Retombées mondiales : alliés désemparés, adversaires enhardis

L’approche transactionnelle de Trump a déstabilisé les systèmes internationaux, créant des vides de pouvoir exploités par ses rivaux. Les coupes dans l’aide ont provoqué des crises humanitaires : une réduction de 83 % des contrats d’aide américaine a paralysé les programmes VIH et paludisme au Kenya, des soignants comparant l’impact à une « guerre biologique ».

Le reclassement des Houthis comme terroristes et les sanctions contre les acheteurs chinois de pétrole iranien ont intensifié les tensions au Moyen-Orient, compliquant la gestion des conflits par procuration.

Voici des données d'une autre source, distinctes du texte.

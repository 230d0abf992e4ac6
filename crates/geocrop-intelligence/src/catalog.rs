// ABOUTME: Static crop catalog and soil-based recommendation filter
// ABOUTME: Eight staple crops with growing requirements, used whenever the AI path is unavailable
//
// SPDX-License-Identifier: MIT OR Apache-2.0
// Copyright (c) 2025 GeoCrop

use geocrop_core::constants::MAX_RECOMMENDED_CROPS;
use geocrop_core::models::{Crop, ProfitMargin, WaterRequirement};
use tracing::debug;

/// Catalog row before conversion into an owned [`Crop`]
struct CropSpec {
    id: u32,
    name: &'static str,
    image: &'static str,
    yield_percentage: u8,
    water_requirement: WaterRequirement,
    season: &'static str,
    harvest_time: &'static str,
    min_temp: f64,
    max_temp: f64,
    soil_type: &'static [&'static str],
    description: &'static str,
    market_price: &'static str,
    profit_margin: ProfitMargin,
}

const CATALOG: [CropSpec; 8] = [
    CropSpec {
        id: 1,
        name: "Wheat",
        image: "🌾",
        yield_percentage: 92,
        water_requirement: WaterRequirement::Low,
        season: "Rabi (Winter)",
        harvest_time: "120-150 days",
        min_temp: 10.0,
        max_temp: 25.0,
        soil_type: &["Loamy", "Clay"],
        description: "Ideal for temperate climates with moderate rainfall",
        market_price: "$280/ton",
        profit_margin: ProfitMargin::High,
    },
    CropSpec {
        id: 2,
        name: "Rice",
        image: "🍚",
        yield_percentage: 88,
        water_requirement: WaterRequirement::High,
        season: "Kharif (Monsoon)",
        harvest_time: "100-150 days",
        min_temp: 20.0,
        max_temp: 35.0,
        soil_type: &["Clay", "Alluvial"],
        description: "Requires standing water and warm temperatures",
        market_price: "$320/ton",
        profit_margin: ProfitMargin::Medium,
    },
    CropSpec {
        id: 3,
        name: "Corn",
        image: "🌽",
        yield_percentage: 85,
        water_requirement: WaterRequirement::Medium,
        season: "Kharif/Rabi",
        harvest_time: "90-120 days",
        min_temp: 15.0,
        max_temp: 30.0,
        soil_type: &["Loamy", "Sandy Loam"],
        description: "Versatile crop for various climate conditions",
        market_price: "$190/ton",
        profit_margin: ProfitMargin::Medium,
    },
    CropSpec {
        id: 4,
        name: "Sugarcane",
        image: "🎋",
        yield_percentage: 78,
        water_requirement: WaterRequirement::High,
        season: "Year-round",
        harvest_time: "12-18 months",
        min_temp: 20.0,
        max_temp: 40.0,
        soil_type: &["Loamy", "Alluvial"],
        description: "Long-term crop with high water needs",
        market_price: "$40/ton",
        profit_margin: ProfitMargin::High,
    },
    CropSpec {
        id: 5,
        name: "Cotton",
        image: "☁️",
        yield_percentage: 72,
        water_requirement: WaterRequirement::Medium,
        season: "Kharif",
        harvest_time: "150-180 days",
        min_temp: 20.0,
        max_temp: 35.0,
        soil_type: &["Black Cotton", "Loamy"],
        description: "Cash crop for textile industry",
        market_price: "$1,800/ton",
        profit_margin: ProfitMargin::High,
    },
    CropSpec {
        id: 6,
        name: "Soybeans",
        image: "🫘",
        yield_percentage: 82,
        water_requirement: WaterRequirement::Medium,
        season: "Kharif",
        harvest_time: "80-120 days",
        min_temp: 15.0,
        max_temp: 30.0,
        soil_type: &["Loamy", "Clay Loam"],
        description: "Nitrogen-fixing legume, improves soil health",
        market_price: "$450/ton",
        profit_margin: ProfitMargin::Medium,
    },
    CropSpec {
        id: 7,
        name: "Potatoes",
        image: "🥔",
        yield_percentage: 90,
        water_requirement: WaterRequirement::Medium,
        season: "Rabi",
        harvest_time: "90-120 days",
        min_temp: 10.0,
        max_temp: 25.0,
        soil_type: &["Sandy Loam", "Loamy"],
        description: "High-yield tuber crop for cooler climates",
        market_price: "$250/ton",
        profit_margin: ProfitMargin::Medium,
    },
    CropSpec {
        id: 8,
        name: "Tomatoes",
        image: "🍅",
        yield_percentage: 86,
        water_requirement: WaterRequirement::Medium,
        season: "Year-round",
        harvest_time: "60-90 days",
        min_temp: 15.0,
        max_temp: 30.0,
        soil_type: &["Loamy", "Sandy Loam"],
        description: "Popular vegetable for diverse dishes",
        market_price: "$400/ton",
        profit_margin: ProfitMargin::High,
    },
];

impl CropSpec {
    fn to_crop(&self) -> Crop {
        Crop {
            id: self.id,
            name: self.name.to_owned(),
            image: self.image.to_owned(),
            yield_percentage: self.yield_percentage,
            water_requirement: self.water_requirement,
            season: self.season.to_owned(),
            harvest_time: self.harvest_time.to_owned(),
            min_temp: self.min_temp,
            max_temp: self.max_temp,
            soil_type: self.soil_type.iter().map(|&soil| soil.to_owned()).collect(),
            description: self.description.to_owned(),
            market_price: self.market_price.to_owned(),
            profit_margin: self.profit_margin,
        }
    }
}

/// Every crop in the catalog, in catalog order
#[must_use]
pub fn all_crops() -> Vec<Crop> {
    CATALOG.iter().map(CropSpec::to_crop).collect()
}

/// Look up a catalog crop by id
#[must_use]
pub fn crop_by_id(id: u32) -> Option<Crop> {
    CATALOG
        .iter()
        .find(|spec| spec.id == id)
        .map(CropSpec::to_crop)
}

/// Catalog crops compatible with a soil type, at most six, in catalog order
///
/// The climate is accepted for signature stability but does not filter yet.
#[must_use]
pub fn recommended_crops(soil_name: &str, climate_name: &str) -> Vec<Crop> {
    let crops: Vec<Crop> = all_crops()
        .into_iter()
        .filter(|crop| crop.grows_in(soil_name))
        .take(MAX_RECOMMENDED_CROPS)
        .collect();

    debug!(
        soil = soil_name,
        climate = climate_name,
        count = crops.len(),
        "Filtered catalog crops by soil type"
    );
    crops
}
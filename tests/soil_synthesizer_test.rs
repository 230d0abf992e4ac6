// ABOUTME: Integration tests for the deterministic soil, climate, and region synthesizer
// ABOUTME: Covers golden coordinates, purity, climate band edges, and rounded statuses
//
// SPDX-License-Identifier: MIT OR Apache-2.0
// Copyright (c) 2025 GeoCrop

#![allow(clippy::unwrap_used, clippy::expect_used, clippy::panic)]
#![allow(missing_docs)]

//! Soil synthesizer behavior over fixed coordinates

use geocrop::intelligence::{compute_seed, generate_soil_analysis, region_from_coords, ClimateZone};
use geocrop::models::{Coordinate, Nutrient, NutrientStatus, Rainfall};

fn close(actual: f64, expected: f64) -> bool {
    (actual - expected).abs() < 1e-9
}

// ============================================================================
// Golden coordinates
// ============================================================================

#[test]
fn test_ludhiana_golden_values() {
    let coord = Coordinate::new(30.9010, 75.8573);
    let seed = compute_seed(coord);
    assert!((seed - 86.73).abs() < 1e-6, "seed was {seed}");

    let analysis = generate_soil_analysis(coord);
    assert_eq!(analysis.soil_type.name, "Sandy");
    assert_eq!(analysis.climate.name, "Temperate");

    let n = &analysis.nutrients;
    assert!(close(n.nitrogen.value, 66.7));
    assert_eq!(n.nitrogen.status, NutrientStatus::Good);
    assert!(close(n.phosphorus.value, 22.1));
    assert_eq!(n.phosphorus.status, NutrientStatus::Low);
    assert!(close(n.potassium.value, 37.5));
    assert_eq!(n.potassium.status, NutrientStatus::Moderate);
    assert!(close(n.ph.value, 8.2));
    assert_eq!(n.ph.status, NutrientStatus::Alkaline);

    assert!(close(analysis.organic_matter.value, 4.2));
    assert!(close(analysis.moisture.value, 61.7));
    assert_eq!(analysis.health_score, 61);
    assert_eq!(analysis.sustainability_score, 56);
    assert_eq!(analysis.region.unwrap().name, "Delta Region");
}

#[test]
fn test_new_delhi_golden_values() {
    let coord = Coordinate::new(28.6139, 77.2090);
    let analysis = generate_soil_analysis(coord);

    assert_eq!(analysis.soil_type.name, "Black Cotton");
    assert_eq!(analysis.climate.rainfall, Rainfall::Moderate);
    assert!(close(analysis.nutrients.ph.value, 6.0));
    assert_eq!(analysis.nutrients.ph.status, NutrientStatus::Optimal);
    assert_eq!(analysis.health_score, 89);
    assert_eq!(analysis.sustainability_score, 84);

    let region = region_from_coords(coord);
    assert_eq!(region.name, "Coastal Region");
    assert_eq!(region.country, "India");
}

#[test]
fn test_origin_uses_base_values() {
    let analysis = generate_soil_analysis(Coordinate::new(0.0, 0.0));
    assert_eq!(analysis.soil_type.name, "Loamy");
    assert_eq!(analysis.climate.name, "Tropical");
    assert!(close(analysis.nutrients.nitrogen.value, 30.0));
    assert!(close(analysis.nutrients.ph.value, 5.5));
    assert_eq!(analysis.nutrients.ph.status, NutrientStatus::Acidic);
    assert_eq!(analysis.health_score, 55);
    assert_eq!(analysis.sustainability_score, 50);
}

// ============================================================================
// Properties
// ============================================================================

#[test]
fn test_same_coordinate_same_analysis() {
    let coord = Coordinate::new(-33.8688, 151.2093);
    assert_eq!(generate_soil_analysis(coord), generate_soil_analysis(coord));
}

#[test]
fn test_ph_status_follows_displayed_value() {
    let coord = Coordinate::new(0.0, 0.202);
    assert!((compute_seed(coord) - 20.2).abs() < 1e-6);

    // 7.52 before rounding would read alkaline
    let ph = generate_soil_analysis(coord).nutrients.ph;
    assert!(close(ph.value, 7.5));
    assert_eq!(ph.status, NutrientStatus::Optimal);
}

#[test]
fn test_nitrogen_status_follows_displayed_value() {
    let coord = Coordinate::new(0.0, 0.3002);
    assert!((compute_seed(coord) - 30.02).abs() < 1e-6);

    // 60.02 before rounding would read good
    let nitrogen = generate_soil_analysis(coord).nutrients.nitrogen;
    assert!(close(nitrogen.value, 60.0));
    assert_eq!(nitrogen.status, NutrientStatus::Moderate);
}

#[test]
fn test_climate_band_edges() {
    assert_eq!(ClimateZone::from_latitude(14.999), ClimateZone::Tropical);
    assert_eq!(ClimateZone::from_latitude(15.0), ClimateZone::Subtropical);
    assert_eq!(ClimateZone::from_latitude(15.001), ClimateZone::Subtropical);
    assert_eq!(ClimateZone::from_latitude(-35.0), ClimateZone::SemiArid);
    assert_eq!(ClimateZone::from_latitude(45.0), ClimateZone::Arid);
    assert_eq!(ClimateZone::from_latitude(-89.9), ClimateZone::Arid);
}

#[test]
fn test_semi_arid_rainfall_label() {
    let climate = ClimateZone::SemiArid.climate();
    assert_eq!(climate.name, "Semi-Arid");
    assert_eq!(climate.rainfall.as_str(), "Low-Moderate");
}

#[test]
fn test_scores_and_statuses_hold_across_grid() {
    for lat in (-90..=90).step_by(7) {
        for lng in (-180..=180).step_by(11) {
            let coord = Coordinate::new(f64::from(lat) + 0.123, f64::from(lng) + 0.456);
            let analysis = generate_soil_analysis(coord);

            assert!(analysis.health_score <= 95);
            assert!(analysis.sustainability_score <= 90);
            assert!((0.0..100.0).contains(&compute_seed(coord)));

            let n = &analysis.nutrients;
            for (nutrient, level) in [
                (Nutrient::Nitrogen, &n.nitrogen),
                (Nutrient::Phosphorus, &n.phosphorus),
                (Nutrient::Potassium, &n.potassium),
                (Nutrient::Ph, &n.ph),
            ] {
                assert_eq!(level.status, nutrient.status_for(level.value), "{coord}");
            }
        }
    }
}
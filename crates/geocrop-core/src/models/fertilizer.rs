// ABOUTME: Fertilizer recommendation model for nutrient deficits and pH correction
// ABOUTME: One row per nutrient that needs improvement, with treatment and organic options
//
// SPDX-License-Identifier: MIT OR Apache-2.0
// Copyright (c) 2025 GeoCrop

use std::fmt;

use serde::{Deserialize, Serialize};

/// Urgency of a recommendation
#[derive(Debug, Clone, Copy, PartialEq, Eq, Hash, PartialOrd, Ord, Serialize, Deserialize)]
pub enum Priority {
    /// Address first
    High,
    /// Address when convenient
    Medium,
    /// Optional
    Low,
}

impl fmt::Display for Priority {
    fn fmt(&self, f: &mut fmt::Formatter<'_>) -> fmt::Result {
        f.write_str(match self {
            Self::High => "High",
            Self::Medium => "Medium",
            Self::Low => "Low",
        })
    }
}

/// A single fertilizer or soil-correction recommendation
///
/// Macronutrient rows carry a `fertilizer` and a `deficit`; pH rows carry a
/// `treatment` and a `note` instead.
#[derive(Debug, Clone, PartialEq, Serialize, Deserialize)]
#[serde(rename_all = "camelCase")]
pub struct FertilizerRecommendation {
    /// Nutrient name ("Nitrogen", "pH Correction", ...)
    pub nutrient: String,
    /// Current measured value
    pub current: f64,
    /// Target value
    pub required: f64,
    /// `required - current`
    #[serde(default, skip_serializing_if = "Option::is_none")]
    pub deficit: Option<f64>,
    /// Urgency
    pub priority: Priority,
    /// Fertilizer product
    #[serde(default, skip_serializing_if = "Option::is_none")]
    pub fertilizer: Option<String>,
    /// Soil treatment product (pH correction)
    #[serde(default, skip_serializing_if = "Option::is_none")]
    pub treatment: Option<String>,
    /// Quantity per hectare
    pub amount: String,
    /// Application method and timing
    pub application: String,
    /// Alternative product
    #[serde(default, skip_serializing_if = "Option::is_none")]
    pub alternative: Option<String>,
    /// Organic alternative
    #[serde(default, skip_serializing_if = "Option::is_none")]
    pub organic_option: Option<String>,
    /// Additional guidance
    #[serde(default, skip_serializing_if = "Option::is_none")]
    pub note: Option<String>,
}

impl FertilizerRecommendation {
    /// Product to apply, whichever of fertilizer or treatment is set
    #[must_use]
    pub fn product(&self) -> Option<&str> {
        self.fertilizer.as_deref().or(self.treatment.as_deref())
    }
}
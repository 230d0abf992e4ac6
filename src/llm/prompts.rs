// ABOUTME: Prompt builders for the four structured agronomy requests sent to the LLM
// ABOUTME: Each prompt embeds the exact JSON shape expected back and forbids markdown wrapping
//
// SPDX-License-Identifier: MIT OR Apache-2.0
// Copyright (c) 2025 GeoCrop

use geocrop_core::models::{Coordinate, Crop, Nutrients, SoilAnalysis};

use super::{CompletionRequest, GenerationParams};

/// pH reported when the analysis has no nutrient data
const DEFAULT_PH: f64 = 6.5;

/// Status reported for a nutrient when the analysis has no nutrient data
const DEFAULT_STATUS: &str = "Moderate";

/// Prompt for a soil and climate analysis of a coordinate
#[must_use]
pub fn soil_analysis_prompt(coord: Coordinate) -> String {
    format!(
        r#"You are an agricultural AI expert. Analyze the following GPS coordinates and provide realistic soil and climate data for farming purposes.

Location: Latitude {lat:.4}, Longitude {lng:.4}

Provide a JSON response with the following structure (respond ONLY with valid JSON, no markdown):
{{
  "soilType": {{
    "name": "soil type name (e.g., Loamy, Clay, Sandy, Alluvial)",
    "description": "brief description",
    "quality": "Excellent/Good/Moderate/Poor"
  }},
  "climate": {{
    "name": "climate type (e.g., Tropical, Subtropical, Temperate, Arid)",
    "avgTemp": average temperature in Celsius (number),
    "rainfall": "High/Moderate/Low",
    "humidity": humidity percentage (number),
    "icon": "appropriate emoji"
  }},
  "nutrients": {{
    "nitrogen": {{ "value": number 20-80, "unit": "kg/ha", "status": "Good/Moderate/Low", "optimal": "60-80 kg/ha" }},
    "phosphorus": {{ "value": number 15-70, "unit": "kg/ha", "status": "Good/Moderate/Low", "optimal": "50-70 kg/ha" }},
    "potassium": {{ "value": number 25-75, "unit": "kg/ha", "status": "Good/Moderate/Low", "optimal": "55-75 kg/ha" }},
    "ph": {{ "value": number 5.0-8.5, "unit": "", "status": "Optimal/Acidic/Alkaline", "optimal": "6.0-7.5" }}
  }},
  "organicMatter": {{ "value": number 1-5, "unit": "%", "status": "Good/Moderate/Low" }},
  "moisture": {{ "value": number 20-70, "unit": "%" }},
  "healthScore": number 40-95,
  "sustainabilityScore": number 35-90,
  "region": {{
    "name": "specific region name",
    "country": "country name",
    "zone": "agricultural zone description"
  }}
}}

Base the analysis on realistic geographical and agricultural data for the given coordinates."#,
        lat = coord.lat,
        lng = coord.lng,
    )
}

/// Prompt for six crop recommendations
///
/// Missing nutrient data falls back to pH 6.5 with Moderate statuses.
#[must_use]
pub fn crop_recommendations_prompt(
    soil_name: &str,
    climate_name: &str,
    nutrients: Option<&Nutrients>,
) -> String {
    let ph = nutrients.map_or(DEFAULT_PH, |n| n.ph.value);
    let (nitrogen, phosphorus, potassium) = nutrients.map_or(
        (DEFAULT_STATUS, DEFAULT_STATUS, DEFAULT_STATUS),
        |n| {
            (
                n.nitrogen.status.as_str(),
                n.phosphorus.status.as_str(),
                n.potassium.status.as_str(),
            )
        },
    );

    format!(
        r#"You are an agricultural AI expert. Based on the following soil and climate conditions, recommend suitable crops.

Soil Type: {soil_name}
Climate: {climate_name}
Soil pH: {ph}
Nitrogen Level: {nitrogen}
Phosphorus Level: {phosphorus}
Potassium Level: {potassium}

Provide a JSON array of 6 recommended crops (respond ONLY with valid JSON, no markdown):
[
  {{
    "id": 1,
    "name": "crop name",
    "image": "appropriate emoji (e.g., 🌾, 🌽, 🍚)",
    "yieldPercentage": number 60-98 (suitability percentage),
    "waterRequirement": "Low/Medium/High",
    "season": "growing season (e.g., Rabi, Kharif, Year-round)",
    "harvestTime": "duration (e.g., 90-120 days)",
    "minTemp": minimum temperature in Celsius,
    "maxTemp": maximum temperature in Celsius,
    "soilType": ["suitable soil types"],
    "description": "brief description of why this crop is suitable",
    "marketPrice": "estimated price per ton in USD",
    "profitMargin": "High/Medium/Low"
  }}
]

Ensure recommendations are realistic for the given conditions. Order by suitability (highest first)."#
    )
}

/// Prompt for a fertilizer plan for a crop on analyzed soil
#[must_use]
pub fn fertilizer_plan_prompt(crop: &Crop, analysis: &SoilAnalysis) -> String {
    let nutrients = &analysis.nutrients;
    format!(
        r#"You are an agricultural AI expert. Generate fertilizer recommendations for growing {crop} based on the following soil analysis.

Crop: {crop}
Soil Type: {soil}
Current Nitrogen: {n} kg/ha ({n_status})
Current Phosphorus: {p} kg/ha ({p_status})
Current Potassium: {k} kg/ha ({k_status})
Soil pH: {ph} ({ph_status})

Provide a JSON array of fertilizer recommendations (respond ONLY with valid JSON, no markdown):
[
  {{
    "nutrient": "Nitrogen/Phosphorus/Potassium/pH Correction",
    "current": current value,
    "required": required value for optimal growth,
    "deficit": difference (required - current),
    "priority": "High/Medium/Low",
    "fertilizer": "recommended fertilizer name",
    "amount": "quantity per hectare",
    "application": "application method and timing",
    "alternative": "alternative fertilizer option",
    "organicOption": "organic alternative if available"
  }}
]

Only include nutrients that need improvement. If soil is well-balanced, return an empty array []."#,
        crop = crop.name,
        soil = analysis.soil_type.name,
        n = nutrients.nitrogen.value,
        n_status = nutrients.nitrogen.status,
        p = nutrients.phosphorus.value,
        p_status = nutrients.phosphorus.status,
        k = nutrients.potassium.value,
        k_status = nutrients.potassium.status,
        ph = nutrients.ph.value,
        ph_status = nutrients.ph.status,
    )
}

/// Prompt for comparing a current crop against a desired replacement
#[must_use]
pub fn crop_comparison_prompt(current: &Crop, desired: &Crop, analysis: &SoilAnalysis) -> String {
    format!(
        r#"You are an agricultural AI expert. Compare these two crops for the given soil conditions.

Crop 1: {current}
Crop 2: {desired}
Soil Type: {soil}
Climate: {climate}

Provide a JSON comparison (respond ONLY with valid JSON, no markdown):
{{
  "yieldDifference": {{
    "value": number (crop1 yield % - crop2 yield %),
    "description": "explanation of yield difference"
  }},
  "costDifference": {{
    "current": cultivation cost for crop1 in USD/ha,
    "desired": cultivation cost for crop2 in USD/ha,
    "difference": cost difference,
    "description": "cost comparison explanation"
  }},
  "soilImpact": {{
    "current": {{ "impact": "description of crop1 impact on soil", "score": number -30 to +20 }},
    "desired": {{ "impact": "description of crop2 impact on soil", "score": number -30 to +20 }}
  }},
  "recommendation": ["array of 2-3 recommendation messages with emoji prefixes like ✅, ⚠️, ℹ️"]
}}"#,
        current = current.name,
        desired = desired.name,
        soil = analysis.soil_type.name,
        climate = analysis.climate.name,
    )
}

// ============================================================================
// Request builders
// ============================================================================

/// Soil analysis request
#[must_use]
pub fn soil_analysis_request(coord: Coordinate) -> CompletionRequest {
    CompletionRequest::new(soil_analysis_prompt(coord))
}

/// Crop recommendation request, with the larger token budget
#[must_use]
pub fn crop_recommendations_request(analysis: &SoilAnalysis) -> CompletionRequest {
    CompletionRequest::new(crop_recommendations_prompt(
        &analysis.soil_type.name,
        &analysis.climate.name,
        Some(&analysis.nutrients),
    ))
    .with_params(
        GenerationParams::default()
            .with_max_output_tokens(GenerationParams::EXTENDED_MAX_OUTPUT_TOKENS),
    )
}

/// Fertilizer plan request
#[must_use]
pub fn fertilizer_plan_request(crop: &Crop, analysis: &SoilAnalysis) -> CompletionRequest {
    CompletionRequest::new(fertilizer_plan_prompt(crop, analysis))
}

/// Crop comparison request
#[must_use]
pub fn crop_comparison_request(
    current: &Crop,
    desired: &Crop,
    analysis: &SoilAnalysis,
) -> CompletionRequest {
    CompletionRequest::new(crop_comparison_prompt(current, desired, analysis))
}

Ces brutalités géopolitiques ont conduit à des réalignements : la politique fluctuante de Trump sur l’Ukraine, incluant le blocage du partage de renseignements satellitaires, a laissé Kyiv vulnérable face aux offensives russes, tandis que la Chine profite du désengagement américain pour étendre son influence en Arctique et en Amérique latine.

Les pauses partielles sur les tarifs canadiens et mexicains (en réponse aux baisses de marché) contrastent avec le maintien des droits de douane contre la Chine, perturbant les chaînes d’approvisionnement et incitant à la création de blocs commerciaux régionaux excluant les États-Unis.

Un héritage de rupture

Ces ruptures ont fragmenté l’alliance avec l’Europe et réveillé les craintes d’un abandon américain. La frontière finlandaise militarisée avec la Russie et les défenses groenlandaises du Danemark illustrent des dilemmes sécuritaires proliférants.

Le mélange de populisme et de pragmatisme de Trump a produit des résultats paradoxaux : domination énergétique vs négligence climatique ; renforcement des forces de l’ordre vs l’érosion des libertés civiles.

En somme, les 50 premiers jours de Trump révèlent une stratégie délibérée de consolidation du pouvoir, de perturbation des normes mondiales et de priorisation des victoires à court terme sur la stabilité institutionnelle. Si ses succès nationaux résonnent avec sa base, les conséquences internationales suggèrent un monde s’adaptant à l’imprévisibilité américaine. Une chose est indéniable : Trump a transformé la présidence en un véhicule d’immédiateté radicale, obligeant alliés et adversaires à naviguer dans un monde où le pouvoir américain est exercé unilatéralement – et sans complexe.